## THE TASK:
All of the data is to be set down again without alteration.

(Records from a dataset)
_____

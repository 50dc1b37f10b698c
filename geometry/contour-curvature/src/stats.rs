//! Summary statistics and histograms over curvature values.

use std::fmt;

#[cfg(feature = "serde")]
use serde::{Deserialize, Serialize};

/// Default histogram bin count for curvature reports.
pub const DEFAULT_HISTOGRAM_BINS: usize = 20;

/// Summary statistics over a set of curvature values.
///
/// # Example
///
/// ```
/// use contour_curvature::CurvatureStatistics;
///
/// let stats = CurvatureStatistics::from_values(&[0.1, 0.4, 0.2, 0.3]).unwrap();
/// assert_eq!(stats.count, 4);
/// assert!((stats.median - 0.25).abs() < 1e-12);
/// assert!(CurvatureStatistics::from_values(&[]).is_none());
/// ```
#[derive(Debug, Clone, Copy, PartialEq)]
#[cfg_attr(feature = "serde", derive(Serialize, Deserialize))]
pub struct CurvatureStatistics {
    /// Number of values.
    pub count: usize,
    /// Smallest value.
    pub min: f64,
    /// Arithmetic mean.
    pub mean: f64,
    /// Median (mean of the two middle values for even counts).
    pub median: f64,
    /// Largest value.
    pub max: f64,
    /// Population standard deviation.
    pub std_dev: f64,
}

impl CurvatureStatistics {
    /// Compute statistics, ignoring NaN values. Returns `None` if nothing is left.
    #[must_use]
    #[allow(clippy::cast_precision_loss)]
    pub fn from_values(values: &[f64]) -> Option<Self> {
        let mut sorted: Vec<f64> = values.iter().copied().filter(|v| !v.is_nan()).collect();
        if sorted.is_empty() {
            return None;
        }
        sorted.sort_by(f64::total_cmp);

        let count = sorted.len();
        let n = count as f64;
        let mean = sorted.iter().sum::<f64>() / n;
        let variance = sorted.iter().map(|v| (v - mean).powi(2)).sum::<f64>() / n;
        let median = if count % 2 == 0 {
            (sorted[count / 2 - 1] + sorted[count / 2]) / 2.0
        } else {
            sorted[count / 2]
        };

        Some(Self {
            count,
            min: sorted[0],
            mean,
            median,
            max: sorted[count - 1],
            std_dev: variance.sqrt(),
        })
    }
}

impl fmt::Display for CurvatureStatistics {
    fn fmt(&self, f: &mut fmt::Formatter<'_>) -> fmt::Result {
        writeln!(f, "Curvature Statistics")?;
        writeln!(f, "---------------------------------------")?;
        writeln!(f, "Count:              {}", self.count)?;
        writeln!(f, "Min:                {:.6}", self.min)?;
        writeln!(f, "Mean:               {:.6}", self.mean)?;
        writeln!(f, "Median:             {:.6}", self.median)?;
        writeln!(f, "Max:                {:.6}", self.max)?;
        writeln!(f, "Standard Deviation: {:.6}", self.std_dev)
    }
}

/// Equal-width histogram over `[min, max]`; the last bin is closed.
#[derive(Debug, Clone, PartialEq)]
#[cfg_attr(feature = "serde", derive(Serialize, Deserialize))]
pub struct CurvatureHistogram {
    /// Bin edges, one more than the number of bins.
    pub edges: Vec<f64>,
    /// Number of values per bin.
    pub counts: Vec<usize>,
}

impl CurvatureHistogram {
    /// Bin `values` into `bins` equal-width bins.
    ///
    /// NaN values are skipped. When every value is equal the range is
    /// widened by 0.5 on each side. Returns `None` for zero bins or no
    /// values.
    ///
    /// # Example
    ///
    /// ```
    /// use contour_curvature::CurvatureHistogram;
    ///
    /// let hist = CurvatureHistogram::new(&[0.0, 0.1, 0.5, 1.0], 2).unwrap();
    /// assert_eq!(hist.counts, vec![2, 2]);
    /// assert_eq!(hist.edges, vec![0.0, 0.5, 1.0]);
    /// ```
    #[must_use]
    #[allow(
        clippy::cast_precision_loss,
        clippy::cast_possible_truncation,
        clippy::cast_sign_loss
    )]
    pub fn new(values: &[f64], bins: usize) -> Option<Self> {
        if bins == 0 {
            return None;
        }
        let finite: Vec<f64> = values.iter().copied().filter(|v| !v.is_nan()).collect();
        let stats = CurvatureStatistics::from_values(&finite)?;

        let (lo, hi) = if stats.max > stats.min {
            (stats.min, stats.max)
        } else {
            (stats.min - 0.5, stats.max + 0.5)
        };
        let width = (hi - lo) / bins as f64;
        let mut edges: Vec<f64> = (0..=bins).map(|k| lo + k as f64 * width).collect();
        edges[bins] = hi;

        let mut counts = vec![0; bins];
        for v in finite {
            let bin = (((v - lo) / width) as usize).min(bins - 1);
            counts[bin] += 1;
        }

        Some(Self { edges, counts })
    }

    /// Number of bins.
    #[must_use]
    pub fn bins(&self) -> usize {
        self.counts.len()
    }

    /// Total number of binned values.
    #[must_use]
    pub fn total(&self) -> usize {
        self.counts.iter().sum()
    }
}

impl fmt::Display for CurvatureHistogram {
    fn fmt(&self, f: &mut fmt::Formatter<'_>) -> fmt::Result {
        let peak = self.counts.iter().copied().max().unwrap_or(0).max(1);
        for (i, &count) in self.counts.iter().enumerate() {
            let bar = "#".repeat(count * 40 / peak);
            writeln!(
                f,
                "[{:>8.4}, {:>8.4}) {:>6} {bar}",
                self.edges[i],
                self.edges[i + 1],
                count
            )?;
        }
        Ok(())
    }
}
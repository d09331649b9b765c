pub mod csv;

pub use self::csv::{ENRICHED_COLUMNS, RECORD_COLUMNS, write_count, write_records};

_____

## TASK RESPONSE:
repository 50dc1b37f10b698c
filename geometry/contour-curvature/src/stats.rs
//! Summary statistics and histograms over curvature values.

use std::fmt;

#[cfg(feature = "serde")]
use serde::{Deserialize, Serialize};

/// Default histogram bin count for curvature reports.
pub const DEFAULT_HISTOGRAM_BINS: usize = 20;

/// Summary statistics over a set of curvature values.
///
/// # Example
///
/// ```
/// use contour_curvature::CurvatureStatistics;
///
/// let stats = CurvatureStatistics::from_values(&[0.1, 0.4, 0.2, 0.3]).unwrap();
/// assert_eq!(stats.count, 4);
/// assert!((stats.median - 0.25).abs() < 1e-12);
/// assert!(CurvatureStatistics::from_values(&[]).is_none());
/// ```
#[derive(Debug, Clone, Copy, PartialEq)]
#[cfg_attr(feature = "serde", derive(Serialize, Deserialize))]
pub struct CurvatureStatistics {
    /// Number of values.
    pub count: usize,
    /// Smallest value.
    pub min: f64,
    /// Arithmetic mean.
    pub mean: f64,
    /// Median (mean of the two middle values for even counts).
    pub median: f64,
    /// Largest value.
    pub max: f64,
    /// Population standard deviation.
    pub std_dev: f64,
}

impl CurvatureStatistics {
    /// Compute statistics, ignoring NaN values. Returns `None` if nothing is left.
    #[must_use]
    #[allow(clippy::cast_precision_loss)]
    pub fn from_values(values: &[f64]) -> Option<Self> {
        let mut sorted: Vec<f64> = values.iter().copied().filter(|v| !v.is_nan()).collect();
        if sorted.is_empty() {
            return None;
        }
        sorted.sort_by(f64::total_cmp);

        let count = sorted.len();
        let n = count as f64;
        let mean = sorted.iter().sum::<f64>() / n;
        let variance = sorted.iter().map(|v| (v - mean).powi(2)).sum::<f64>() / n;
        let median = if count % 2 == 0 {
            (sorted[count / 2 - 1] + sorted[count / 2]) / 2.0
        } else {
            sorted[count / 2]
        };

        Some(Self {
            count,
            min: sorted[0],
            mean,
            median,
            max: sorted[count - 1],
            std_dev: variance.sqrt(),
        })
    }
}

impl fmt::Display for CurvatureStatistics {
    fn fmt(&self, f: &mut fmt::Formatter<'_>) -> fmt::Result {
        writeln!(f, "Curvature Statistics")?;
        writeln!(f, "---------------------------------------")?;
        writeln!(f, "Count:              {}", self.count)?;
        writeln!(f, "Min:                {:.6}", self.min)?;
        writeln!(f, "Mean:               {:.6}", self.mean)?;
        writeln!(f, "Median:             {:.6}", self.median)?;
        writeln!(f, "Max:                {:.6}", self.max)?;
        writeln!(f, "Standard Deviation: {:.6}", self.std_dev)
    }
}

/// Equal-width histogram over `[min, max]`; the last bin is closed.
#[derive(Debug, Clone, PartialEq)]
#[cfg_attr(feature = "serde", derive(Serialize, Deserialize))]
pub struct CurvatureHistogram {
    /// Bin edges, one more than the number of bins.
    pub edges: Vec<f64>,
    /// Number of values per bin.
    pub counts: Vec<usize>,
}

impl CurvatureHistogram {
    /// Bin `values` into `bins` equal-width bins.
    ///
    /// NaN values are skipped. When every value is equal the range is
    /// widened by 0.5 on each side. Returns `None` for zero bins or no
    /// values.
    ///
    /// # Example
    ///
    /// ```
    /// use contour_curvature::CurvatureHistogram;
    ///
    /// let hist = CurvatureHistogram::new(&[0.0, 0.1, 0.5, 1.0], 2).unwrap();
    /// assert_eq!(hist.counts, vec![2, 2]);
    /// assert_eq!(hist.edges, vec![0.0, 0.5, 1.0]);
    /// ```
    #[must_use]
    #[allow(
        clippy::cast_precision_loss,
        clippy::cast_possible_truncation,
        clippy::cast_sign_loss
    )]
    pub fn new(values: &[f64], bins: usize) -> Option<Self> {
        if bins == 0 {
            return None;
        }
        let finite: Vec<f64> = values.iter().copied().filter(|v| !v.is_nan()).collect();
        let stats = CurvatureStatistics::from_values(&finite)?;

        let (lo, hi) = if stats.max > stats.min {
            (stats.min, stats.max)
        } else {
            (stats.min - 0.5, stats.max + 0.5)
        };
        let width = (hi - lo) / bins as f64;
        let mut edges: Vec<f64> = (0..=bins).map(|k| lo + k as f64 * width).collect();
        edges[bins] = hi;

        let mut counts = vec![0; bins];
        for v in finite {
            let bin = (((v - lo) / width) as usize).min(bins - 1);
            counts[bin] += 1;
        }

        Some(Self { edges, counts })
    }

    /// Number of bins.
    #[must_use]
    pub fn bins(&self) -> usize {
        self.counts.len()
    }

    /// Total number of binned values.
    #[must_use]
    pub fn total(&self) -> usize {
        self.counts.iter().sum()
    }
}

impl fmt::Display for CurvatureHistogram {
    fn fmt(&self, f: &mut fmt::Formatter<'_>) -> fmt::Result {
        let peak = self.counts.iter().copied().max().unwrap_or(0).max(1);
        for (i, &count) in self.counts.iter().enumerate() {
            let bar = "#".repeat(count * 40 / peak);
            writeln!(
                f,
                "[{:>8.4}, {:>8.4}) {:>6} {bar}",
                self.edges[i],
                self.edges[i + 1],
                count
            )?;
        }
        Ok(())
    }
}
repository d09331649b9b765c
pub mod csv;

pub use self::csv::{ENRICHED_COLUMNS, RECORD_COLUMNS, write_count, write_records};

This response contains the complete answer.